Rodgers H, et. al. Robot assisted training for the upper limb after stroke (RATULS): a multicentre randomized controlled trial. Lancet. 2019;394:51–62.
2.Lo AC, et al. Robot-assisted therapy for long-term upper-limb impairment after stroke. N Eng J Med 210; 362: 1772-1783
3.Rodgers H, Bosomworth H, Krebs HI, van Wijck F, Howel D, Wilson N, Aird L, Alvarado N, Andole S, Cohen DL, et. al. Robot assisted training for the upper limb after stroke (RATULS): a multicentre randomized controlled trial. Lancet. 2019;394:51–62.

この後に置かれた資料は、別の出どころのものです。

//! Core systems for Trellis.
//!
//! This crate provides the runtime of an event-driven application:
//!
//! - **Object Tree**: Parent-child ownership with bubbling event handlers
//! - **Application**: The FIFO event queue and its single dispatch loop
//! - **Thread Pool**: FIFO background workers with result handles
//! - **Timers**: One-shot and repeating timers that post timeout events
//! - **Context**: Explicit log sink and settings store collaborators
//!
//! All object handlers run on the thread that calls [`Application::run`].
//! Other threads talk to the application only by posting events through an
//! [`AppProxy`].
//!
//! # Object Tree Example
//!
//! ```
//! use trellis_core::{ObjectTree, PlainObject};
//!
//! let mut tree = ObjectTree::default();
//! let panel = tree.insert_child(tree.root(), PlainObject)?;
//! let button = tree.insert_child(panel, PlainObject)?;
//!
//! assert_eq!(tree.ancestors(button)?, vec![panel, tree.root()]);
//!
//! // Destroying a node destroys its subtree.
//! tree.destroy(panel)?;
//! assert!(!tree.contains(button));
//! # Ok::<(), trellis_core::ObjectError>(())
//! ```
//!
//! # Event Loop Example
//!
//! ```
//! use std::time::Duration;
//! use trellis_core::{Application, ApplicationConfig, EventKind, EventResult, FnObject};
//!
//! let mut app = Application::new(ApplicationConfig::named("ticker"))?
//!     .with_root(FnObject::new(|event, cx| match event.kind() {
//!         EventKind::Timeout { tick, .. } if *tick >= 3 => {
//!             cx.quit_after_drain(0);
//!             Ok(EventResult::Handled)
//!         }
//!         _ => Ok(EventResult::Unhandled),
//!     }));
//!
//! app.timers().repeating(Duration::from_millis(5), None)?;
//! assert_eq!(app.run()?, 0);
//! # Ok::<(), trellis_core::TrellisError>(())
//! ```

mod application;
mod context;
mod dispatch;
mod error;
mod event;
mod event_queue;
pub mod logging;
mod object;
pub mod threadpool;
mod timer;

pub use application::{AppProxy, AppState, Application, ApplicationConfig};
pub use context::{Context, LogLevel, LogSink, MemorySettings, MemorySink, SettingsStore, TracingSink};
pub use dispatch::DispatchContext;
pub use error::{
    ConfigError, DispatchError, ErrorKind, HandlerError, ObjectError, Result, ThreadPoolError,
    TimerError, TrellisError,
};
pub use event::{Event, EventKind, EventResult, HandlerResult};
pub use event_queue::{EventQueue, QueuedEvent, QuitMode};
pub use logging::{ObjectTreeDebug, PerfSpan, TreeFormatOptions, TreeStyle};
pub use object::{FnObject, Object, ObjectId, ObjectResult, ObjectTree, PlainObject};
pub use threadpool::{
    ShutdownReport, TaskError, TaskHandle, TaskStatus, ThreadPool, ThreadPoolConfig, WorkerState,
};
pub use timer::{TimerId, TimerManager, TimerResult, TimerService, TimerState};
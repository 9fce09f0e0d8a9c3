//! Object tree for Trellis.
//!
//! Objects live in an arena ([`ObjectTree`]) keyed by [`ObjectId`]. A node
//! records its parent as an id, never as an owning pointer, and owns the ids of
//! its children in insertion order. Destroying a node destroys its whole
//! subtree, children first.
//!
//! Every node carries a handler implementing [`Object`]. The dispatch loop
//! calls [`Object::handle`] on the event's target and bubbles unhandled events
//! to ancestors.
//!
//! # Key Types
//!
//! - [`Object`] - The handler capability every node carries
//! - [`ObjectId`] - Stable generational identifier for a node
//! - [`ObjectTree`] - The arena holding nodes and their relationships
//! - [`PlainObject`] / [`FnObject`] - Ready-made handlers

use std::any::Any;
use std::fmt;

use slotmap::{SlotMap, new_key_type};

use crate::dispatch::DispatchContext;
use crate::error::ObjectError;
use crate::event::{Event, EventResult, HandlerResult};

new_key_type! {
    /// A unique identifier for a node in an [`ObjectTree`].
    ///
    /// Ids are generational: once a node is destroyed its id never resolves
    /// again, even if the slot is reused.
    pub struct ObjectId;
}

impl ObjectId {
    /// Convert the ObjectId to a raw u64 value.
    #[inline]
    pub fn as_raw(self) -> u64 {
        use slotmap::Key;
        self.data().as_ffi()
    }

    /// Create an ObjectId from a raw u64 value.
    ///
    /// This does not check that the id exists in any tree.
    #[inline]
    pub fn from_raw(raw: u64) -> Self {
        Self::from(slotmap::KeyData::from_ffi(raw))
    }
}

/// Result type for object tree operations.
pub type ObjectResult<T> = std::result::Result<T, ObjectError>;

/// The handler capability carried by every node.
///
/// `handle` runs on the dispatch thread with exclusive access to the tree
/// through `cx`. Returning [`EventResult::Unhandled`] lets the event bubble to
/// the parent; returning an error aborts the dispatch loop.
pub trait Object: Any + Send {
    /// React to an event. The default leaves it unhandled.
    fn handle(&mut self, event: &Event, cx: &mut DispatchContext<'_>) -> HandlerResult {
        let _ = (event, cx);
        Ok(EventResult::Unhandled)
    }
}

/// A node that never handles anything. Used for the default root.
#[derive(Debug, Default, Clone, Copy)]
pub struct PlainObject;

impl Object for PlainObject {}

/// A node whose handler is a closure.
pub struct FnObject<F> {
    handler: F,
}

impl<F> FnObject<F>
where
    F: FnMut(&Event, &mut DispatchContext<'_>) -> HandlerResult + Send + 'static,
{
    /// Wrap a closure as a handler.
    pub fn new(handler: F) -> Self {
        Self { handler }
    }
}

impl<F> Object for FnObject<F>
where
    F: FnMut(&Event, &mut DispatchContext<'_>) -> HandlerResult + Send + 'static,
{
    fn handle(&mut self, event: &Event, cx: &mut DispatchContext<'_>) -> HandlerResult {
        (self.handler)(event, cx)
    }
}

impl<F> fmt::Debug for FnObject<F> {
    fn fmt(&self, f: &mut fmt::Formatter<'_>) -> fmt::Result {
        f.debug_struct("FnObject").finish_non_exhaustive()
    }
}

struct Node {
    name: String,
    type_name: &'static str,
    parent: Option<ObjectId>,
    children: Vec<ObjectId>,
    /// `None` only while the dispatcher is running this node's handler.
    handler: Option<Box<dyn Object>>,
}

impl Node {
    fn new<T: Object>(object: T) -> Self {
        Self {
            name: String::new(),
            type_name: std::any::type_name::<T>(),
            parent: None,
            children: Vec::new(),
            handler: Some(Box::new(object)),
        }
    }
}

/// Arena of objects with parent/child relationships and a fixed root.
pub struct ObjectTree {
    nodes: SlotMap<ObjectId, Node>,
    root: ObjectId,
}

impl ObjectTree {
    /// Create a tree whose root carries `root` as its handler.
    pub fn new<T: Object>(root: T) -> Self {
        let mut nodes = SlotMap::with_key();
        let root = nodes.insert(Node::new(root));
        Self { nodes, root }
    }

    /// The root node. It has no parent and cannot be destroyed.
    #[inline]
    pub fn root(&self) -> ObjectId {
        self.root
    }

    /// Insert an unparented node and return its id.
    pub fn insert<T: Object>(&mut self, object: T) -> ObjectId {
        let id = self.nodes.insert(Node::new(object));
        tracing::trace!(target: "trellis_core::object", ?id, type_name = std::any::type_name::<T>(), "inserted object");
        id
    }

    /// Insert a node and attach it under `parent` in one step.
    pub fn insert_child<T: Object>(&mut self, parent: ObjectId, object: T) -> ObjectResult<ObjectId> {
        if !self.contains(parent) {
            return Err(ObjectError::InvalidObjectId(parent));
        }
        let id = self.insert(object);
        self.add_child(parent, id)?;
        Ok(id)
    }

    /// Replace the handler of an existing node, returning the previous one.
    ///
    /// Returns `Ok(None)` if the node's handler is currently running; the
    /// replacement takes over once that call returns.
    pub fn replace<T: Object>(
        &mut self,
        id: ObjectId,
        object: T,
    ) -> ObjectResult<Option<Box<dyn Object>>> {
        let node = self.node_mut(id)?;
        node.type_name = std::any::type_name::<T>();
        Ok(node.handler.replace(Box::new(object)))
    }

    /// Attach `child` under `parent`.
    ///
    /// The child must be unparented; detach it with [`remove_child`](Self::remove_child)
    /// first to move it.
    #[tracing::instrument(skip(self), target = "trellis_core::object", level = "trace")]
    pub fn add_child(&mut self, parent: ObjectId, child: ObjectId) -> ObjectResult<()> {
        if !self.contains(parent) {
            return Err(ObjectError::InvalidObjectId(parent));
        }
        let current = self.node(child)?.parent;
        if child == self.root {
            return Err(ObjectError::ProtectedRoot);
        }
        if child == parent || self.is_ancestor_of(child, parent) {
            return Err(ObjectError::CircularParentage);
        }
        if let Some(owner) = current {
            return Err(ObjectError::AlreadyParented {
                child,
                parent: owner,
            });
        }

        self.node_mut(child)?.parent = Some(parent);
        self.node_mut(parent)?.children.push(child);
        Ok(())
    }

    /// Detach `child` (and its subtree) from `parent`.
    ///
    /// The returned id is now unparented; the caller decides whether to
    /// re-attach or destroy it.
    #[tracing::instrument(skip(self), target = "trellis_core::object", level = "trace")]
    pub fn remove_child(&mut self, parent: ObjectId, child: ObjectId) -> ObjectResult<ObjectId> {
        let parent_node = self.node_mut(parent)?;
        let Some(pos) = parent_node.children.iter().position(|&c| c == child) else {
            return Err(ObjectError::NotAChild { parent, child });
        };
        parent_node.children.remove(pos);
        self.node_mut(child)?.parent = None;
        Ok(child)
    }

    /// Destroy a node and its whole subtree.
    ///
    /// Handlers are dropped deepest first, the node itself last.
    #[tracing::instrument(skip(self), target = "trellis_core::object", level = "trace")]
    pub fn destroy(&mut self, id: ObjectId) -> ObjectResult<()> {
        if id == self.root {
            return Err(ObjectError::ProtectedRoot);
        }
        let order = self.depth_first_postorder(id)?;
        tracing::trace!(target: "trellis_core::object", ?id, count = order.len(), "destroying subtree");

        if let Some(parent) = self.node(id)?.parent
            && let Some(parent_node) = self.nodes.get_mut(parent)
        {
            parent_node.children.retain(|&c| c != id);
        }
        for node in order {
            self.nodes.remove(node);
        }
        Ok(())
    }

    /// Check if a node exists.
    #[inline]
    pub fn contains(&self, id: ObjectId) -> bool {
        self.nodes.contains_key(id)
    }

    /// Number of live nodes, root included.
    #[inline]
    pub fn len(&self) -> usize {
        self.nodes.len()
    }

    /// Whether no nodes remain. The root keeps a live tree non-empty, so
    /// this only turns true once the tree has been released at shutdown.
    #[inline]
    pub fn is_empty(&self) -> bool {
        self.nodes.is_empty()
    }

    /// Get the parent of a node.
    pub fn parent(&self, id: ObjectId) -> ObjectResult<Option<ObjectId>> {
        Ok(self.node(id)?.parent)
    }

    /// Get the children of a node in insertion order.
    pub fn children(&self, id: ObjectId) -> ObjectResult<&[ObjectId]> {
        Ok(self.node(id)?.children.as_slice())
    }

    /// Get all ancestors of a node from immediate parent upwards.
    pub fn ancestors(&self, id: ObjectId) -> ObjectResult<Vec<ObjectId>> {
        let mut result = Vec::new();
        let mut current = self.node(id)?.parent;
        while let Some(current_id) = current {
            result.push(current_id);
            current = self.nodes.get(current_id).and_then(|n| n.parent);
        }
        Ok(result)
    }

    /// Check if `ancestor` is `id` or one of its ancestors.
    pub fn is_ancestor_of(&self, ancestor: ObjectId, id: ObjectId) -> bool {
        let mut current = Some(id);
        while let Some(current_id) = current {
            if current_id == ancestor {
                return true;
            }
            current = self.nodes.get(current_id).and_then(|n| n.parent);
        }
        false
    }

    /// Get the node's debug name.
    pub fn name(&self, id: ObjectId) -> ObjectResult<&str> {
        Ok(&self.node(id)?.name)
    }

    /// Set the node's debug name.
    pub fn set_name(&mut self, id: ObjectId, name: impl Into<String>) -> ObjectResult<()> {
        self.node_mut(id)?.name = name.into();
        Ok(())
    }

    /// The Rust type name of the node's handler.
    pub fn type_name(&self, id: ObjectId) -> ObjectResult<&'static str> {
        Ok(self.node(id)?.type_name)
    }

    /// Find a direct child by name.
    pub fn find_child_by_name(&self, id: ObjectId, name: &str) -> ObjectResult<Option<ObjectId>> {
        Ok(self
            .node(id)?
            .children
            .iter()
            .copied()
            .find(|&c| self.nodes.get(c).is_some_and(|n| n.name == name)))
    }

    /// Borrow a node's handler as its concrete type.
    ///
    /// Returns `None` if the id is unknown, the type does not match, or the
    /// handler is currently running.
    pub fn get<T: Object>(&self, id: ObjectId) -> Option<&T> {
        let handler: &dyn Any = self.nodes.get(id)?.handler.as_deref()?;
        handler.downcast_ref()
    }

    /// Mutably borrow a node's handler as its concrete type.
    pub fn get_mut<T: Object>(&mut self, id: ObjectId) -> Option<&mut T> {
        let handler: &mut dyn Any = self.nodes.get_mut(id)?.handler.as_deref_mut()?;
        handler.downcast_mut()
    }

    /// Depth-first pre-order traversal: the node, then each child subtree.
    pub fn depth_first_preorder(&self, id: ObjectId) -> ObjectResult<Vec<ObjectId>> {
        let mut result = Vec::new();
        self.preorder_recursive(id, &mut result)?;
        Ok(result)
    }

    fn preorder_recursive(&self, id: ObjectId, result: &mut Vec<ObjectId>) -> ObjectResult<()> {
        let node = self.node(id)?;
        result.push(id);
        for &child in &node.children {
            self.preorder_recursive(child, result)?;
        }
        Ok(())
    }

    /// Depth-first post-order traversal: each child subtree, then the node.
    pub fn depth_first_postorder(&self, id: ObjectId) -> ObjectResult<Vec<ObjectId>> {
        let mut result = Vec::new();
        self.postorder_recursive(id, &mut result)?;
        Ok(result)
    }

    fn postorder_recursive(&self, id: ObjectId, result: &mut Vec<ObjectId>) -> ObjectResult<()> {
        let node = self.node(id)?;
        for &child in &node.children {
            self.postorder_recursive(child, result)?;
        }
        result.push(id);
        Ok(())
    }

    /// Ids of nodes that have no parent, the root first.
    pub fn top_level(&self) -> Vec<ObjectId> {
        let mut result = vec![self.root];
        result.extend(
            self.nodes
                .iter()
                .filter(|(id, n)| *id != self.root && n.parent.is_none())
                .map(|(id, _)| id),
        );
        result
    }

    /// Drop every node, children before parents.
    pub(crate) fn clear(&mut self) {
        for top in self.top_level() {
            if let Ok(order) = self.depth_first_postorder(top) {
                for id in order {
                    self.nodes.remove(id);
                }
            }
        }
    }

    /// Take the handler out for the duration of a call.
    pub(crate) fn take_handler(&mut self, id: ObjectId) -> Option<Box<dyn Object>> {
        self.nodes.get_mut(id)?.handler.take()
    }

    /// Put a handler back. Returns it if the node no longer exists.
    pub(crate) fn restore_handler(
        &mut self,
        id: ObjectId,
        handler: Box<dyn Object>,
    ) -> Option<Box<dyn Object>> {
        match self.nodes.get_mut(id) {
            Some(node) => {
                // A replacement installed while the handler ran wins.
                if node.handler.is_none() {
                    node.handler = Some(handler);
                }
                None
            }
            None => Some(handler),
        }
    }

    fn node(&self, id: ObjectId) -> ObjectResult<&Node> {
        self.nodes.get(id).ok_or(ObjectError::InvalidObjectId(id))
    }

    fn node_mut(&mut self, id: ObjectId) -> ObjectResult<&mut Node> {
        self.nodes.get_mut(id).ok_or(ObjectError::InvalidObjectId(id))
    }
}

impl Default for ObjectTree {
    fn default() -> Self {
        Self::new(PlainObject)
    }
}

impl Drop for ObjectTree {
    fn drop(&mut self) {
        self.clear();
    }
}

impl fmt::Debug for ObjectTree {
    fn fmt(&self, f: &mut fmt::Formatter<'_>) -> fmt::Result {
        f.debug_struct("ObjectTree")
            .field("root", &self.root)
            .field("len", &self.nodes.len())
            .finish()
    }
}
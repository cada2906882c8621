//! Stats aggregator tests
//! Tests summaries, trends and the named top-N leaderboard
mod common;

use arena_core::{Rank, RecordStore};
use arena_services::stats::UNKNOWN_PLAYER;
use common::{day, TestArena};

#[tokio::test]
async fn test_summary_without_scores() {
    let test = TestArena::new().await;

    let summary = test.arena.stats.summary_for("new@x.com").await.unwrap();

    assert_eq!(summary.games_played, 0);
    assert_eq!(summary.highest_score, 0);
    assert_eq!(summary.average_score, 0.0);
    assert!(summary.recent_history.is_empty());
    assert_eq!(summary.rank, Rank::Unranked);
}

#[tokio::test]
async fn test_summary_with_best_score() {
    let test = TestArena::new().await;
    let scores = &test.arena.scores;
    scores.submit_score("a@x.com", 90).await.unwrap();
    scores.submit_score("b@x.com", 60).await.unwrap();
    scores.submit_score("b@x.com", 70).await.unwrap();
    scores.submit_score("c@x.com", 20).await.unwrap();

    let summary = test.arena.stats.summary_for("b@x.com").await.unwrap();

    assert_eq!(summary.games_played, 1);
    assert_eq!(summary.highest_score, 70);
    assert_eq!(summary.average_score, 70.0);
    assert_eq!(summary.recent_history.len(), 1);
    assert_eq!(summary.rank, Rank::Ranked { position: 2, of: 3 });
    assert_eq!(summary.rank.to_string(), "2 of 3");
}

/// The aggregator computes over whatever the index returns
#[tokio::test]
async fn test_summary_over_duplicate_records() {
    let test = TestArena::new().await;
    let store = &test.arena.store;
    for (i, score) in [10u32, 20, 30, 40, 50, 60, 70].into_iter().enumerate() {
        store
            .insert_score("dup@x.com", score, day(i as i64))
            .await
            .unwrap();
    }

    let summary = test.arena.stats.summary_for("dup@x.com").await.unwrap();

    assert_eq!(summary.games_played, 7);
    assert_eq!(summary.highest_score, 70);
    assert_eq!(summary.average_score, 40.0);

    let recent: Vec<u32> = summary.recent_history.iter().map(|r| r.score).collect();
    assert_eq!(recent, vec![70, 60, 50, 40, 30]);
    assert_eq!(summary.rank, Rank::Ranked { position: 1, of: 1 });
}

#[tokio::test]
async fn test_tied_players_share_rank() {
    let test = TestArena::new().await;
    let scores = &test.arena.scores;
    scores.submit_score("top@x.com", 100).await.unwrap();
    scores.submit_score("tie1@x.com", 50).await.unwrap();
    scores.submit_score("tie2@x.com", 50).await.unwrap();

    let first = test.arena.stats.summary_for("tie1@x.com").await.unwrap();
    let second = test.arena.stats.summary_for("tie2@x.com").await.unwrap();

    assert_eq!(first.rank.position(), Some(2));
    assert_eq!(second.rank.position(), Some(2));
}

#[tokio::test]
async fn test_personal_trend_moving_average() {
    let test = TestArena::new().await;
    let store = &test.arena.store;
    // Inserted out of order; the trend sorts by timestamp
    store.insert_score("t@x.com", 30, day(3)).await.unwrap();
    store.insert_score("t@x.com", 10, day(1)).await.unwrap();
    store.insert_score("t@x.com", 40, day(4)).await.unwrap();
    store.insert_score("t@x.com", 20, day(2)).await.unwrap();

    let trend = test.arena.stats.personal_trend("t@x.com").await.unwrap();

    assert_eq!(trend.scores, vec![10, 20, 30, 40]);
    assert_eq!(
        trend.moving_average,
        vec![None, None, Some(20.0), Some(30.0)]
    );
    let expected_labels: Vec<_> = (1..=4).map(|d| day(d).date_naive()).collect();
    assert_eq!(trend.labels, expected_labels);
}

#[tokio::test]
async fn test_personal_trend_single_score() {
    let test = TestArena::new().await;
    test.arena
        .scores
        .submit_score_at("one@x.com", 42, day(0))
        .await
        .unwrap();

    let trend = test.arena.stats.personal_trend("one@x.com").await.unwrap();

    assert_eq!(trend.scores, vec![42]);
    assert_eq!(trend.moving_average, vec![Some(42.0)]);
    assert_eq!(trend.labels, vec![day(0).date_naive()]);
}

#[tokio::test]
async fn test_personal_trend_empty() {
    let test = TestArena::new().await;

    let trend = test.arena.stats.personal_trend("none@x.com").await.unwrap();

    assert!(trend.scores.is_empty());
    assert!(trend.labels.is_empty());
    assert!(trend.moving_average.is_empty());
}

#[tokio::test]
async fn test_top_n_names_and_limit() {
    let test = TestArena::new().await;
    let scores = &test.arena.scores;
    scores.submit_score("ada@example.com", 90).await.unwrap();
    scores.submit_score("bob@example.com", 70).await.unwrap();
    scores.submit_score("carol@example.com", 80).await.unwrap();

    let top = test.arena.stats.top_n(2).await.unwrap();

    assert_eq!(top.len(), 2);
    assert_eq!(top[0].display_name, "ada");
    assert_eq!(top[0].score, 90);
    assert_eq!(top[1].display_name, "carol");
    assert_eq!(top[1].score, 80);

    assert_eq!(test.arena.stats.top_n(10).await.unwrap().len(), 3);
    assert!(test.arena.stats.top_n(0).await.unwrap().is_empty());
}

#[tokio::test]
async fn test_top_n_malformed_email() {
    let test = TestArena::new().await;
    test.arena.store.insert_score("", 5, day(0)).await.unwrap();

    let top = test.arena.stats.top_n(5).await.unwrap();

    assert_eq!(top[0].display_name, UNKNOWN_PLAYER);
}

#[tokio::test]
async fn test_leaderboard_top_uses_configured_size() {
    let test = TestArena::new().await;
    for i in 0..12u32 {
        test.arena
            .scores
            .submit_score(&format!("player{}@x.com", i), i * 5)
            .await
            .unwrap();
    }

    let top = test.arena.stats.leaderboard_top().await.unwrap();

    assert_eq!(top.len(), test.config.stats.leaderboard_size);
    assert_eq!(top[0].display_name, "player11");
    assert_eq!(top[0].score, 55);
}
//! Arena Core
//!
//! Platform-agnostic types, storage traits, and error handling for the
//! arena score store.
//!
//! # Architecture
//!
//! The core crate defines:
//! - **Domain Types**: `User`, `PublicUser`, `ScoreRecord`, `Summary`, etc.
//! - **Storage Traits**: `RecordStore` and `SessionPersistence`
//! - **Error Handling**: Unified `ArenaError` and `Result` types
//!
//! # Example
//!
//! ```rust
//! use arena_core::types::{NewUser, Rank};
//!
//! let user = NewUser::new("ada@example.com", "Ada", "hunter2");
//! assert_eq!(user.email, "ada@example.com");
//!
//! let rank = Rank::Ranked { position: 1, of: 3 };
//! assert_eq!(rank.to_string(), "1 of 3");
//! ```

#![forbid(unsafe_code)]
#![deny(missing_docs)]

pub mod error;
pub mod storage;
pub mod types;

// Re-export commonly used types
pub use error::{ArenaError, Result};
pub use storage::{RecordStore, SessionPersistence};

pub use types::{
    NewUser, PublicUser, Rank, ScoreId, ScoreRecord, ScoreUpsert, Summary, TopEntry, Trend,
    User,
};
/// Storage-specific errors
use thiserror::Error;

/// Result type alias using `StorageError`
pub type Result<T> = std::result::Result<T, StorageError>;

/// Storage error types
#[derive(Error, Debug)]
pub enum StorageError {
    /// Database connection error
    #[error("Database connection error: {0}")]
    Connection(String),

    /// Migration error
    #[error("Migration error: {0}")]
    Migration(String),

    /// Primary key already taken
    #[error("{entity} already exists: {key}")]
    DuplicateKey { entity: String, key: String },

    /// Entity not found
    #[error("{entity} not found: {id}")]
    NotFound { entity: String, id: String },

    /// A stored row could not be mapped back to a domain value
    #[error("Corrupt row: {0}")]
    Corrupt(String),

    /// Serialization/deserialization error
    #[error("Serialization error: {0}")]
    SerializationError(String),

    /// Database error from `SQLx`
    #[error(transparent)]
    Database(#[from] sqlx::Error),
}

impl StorageError {
    /// Create a not found error
    pub fn not_found(entity: impl Into<String>, id: impl Into<String>) -> Self {
        Self::NotFound {
            entity: entity.into(),
            id: id.into(),
        }
    }

    /// Create a duplicate key error
    pub fn duplicate(entity: impl Into<String>, key: impl Into<String>) -> Self {
        Self::DuplicateKey {
            entity: entity.into(),
            key: key.into(),
        }
    }

    /// Map a unique-constraint violation to `DuplicateKey`, pass anything
    /// else through
    pub(crate) fn from_insert(err: sqlx::Error, entity: &str, key: &str) -> Self {
        match err {
            sqlx::Error::Database(ref db) if db.is_unique_violation() => {
                Self::duplicate(entity, key)
            }
            other => Self::Database(other),
        }
    }
}

impl From<StorageError> for arena_core::ArenaError {
    fn from(err: StorageError) -> Self {
        use arena_core::ArenaError;

        match err {
            StorageError::Connection(msg) | StorageError::Migration(msg) => {
                ArenaError::unavailable(msg)
            }
            StorageError::DuplicateKey { entity, key } => ArenaError::duplicate(entity, key),
            StorageError::NotFound { entity, id } => ArenaError::not_found(entity, id),
            other => ArenaError::storage(other.to_string()),
        }
    }
}
//! Build script for arena-storage.
//!
//! This script ensures the crate is rebuilt when database migrations change.

fn main() {
    // Trigger rebuild when migrations change
    println!("cargo:rerun-if-changed=migrations");
}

4.Hesse S, et al. et al. Effects of robot-assisted therapy for the upper limb after stroke. Neurorehail Neural Repair. 2017;31:107–121.
5.Takahashi K, et al. Efficacy of upper extremity robotic therapy in subacute poststroke hemiplegia: an exploratory randomized trial. Stroke. 2016; 47:1385–1388.
6.Takebayashi T, et al. Robot-assisted training as selt-trianing for upper-limb hemiplegia in chronic stroke: a randomized controlled trial. Stroke. 2022; 53, online first.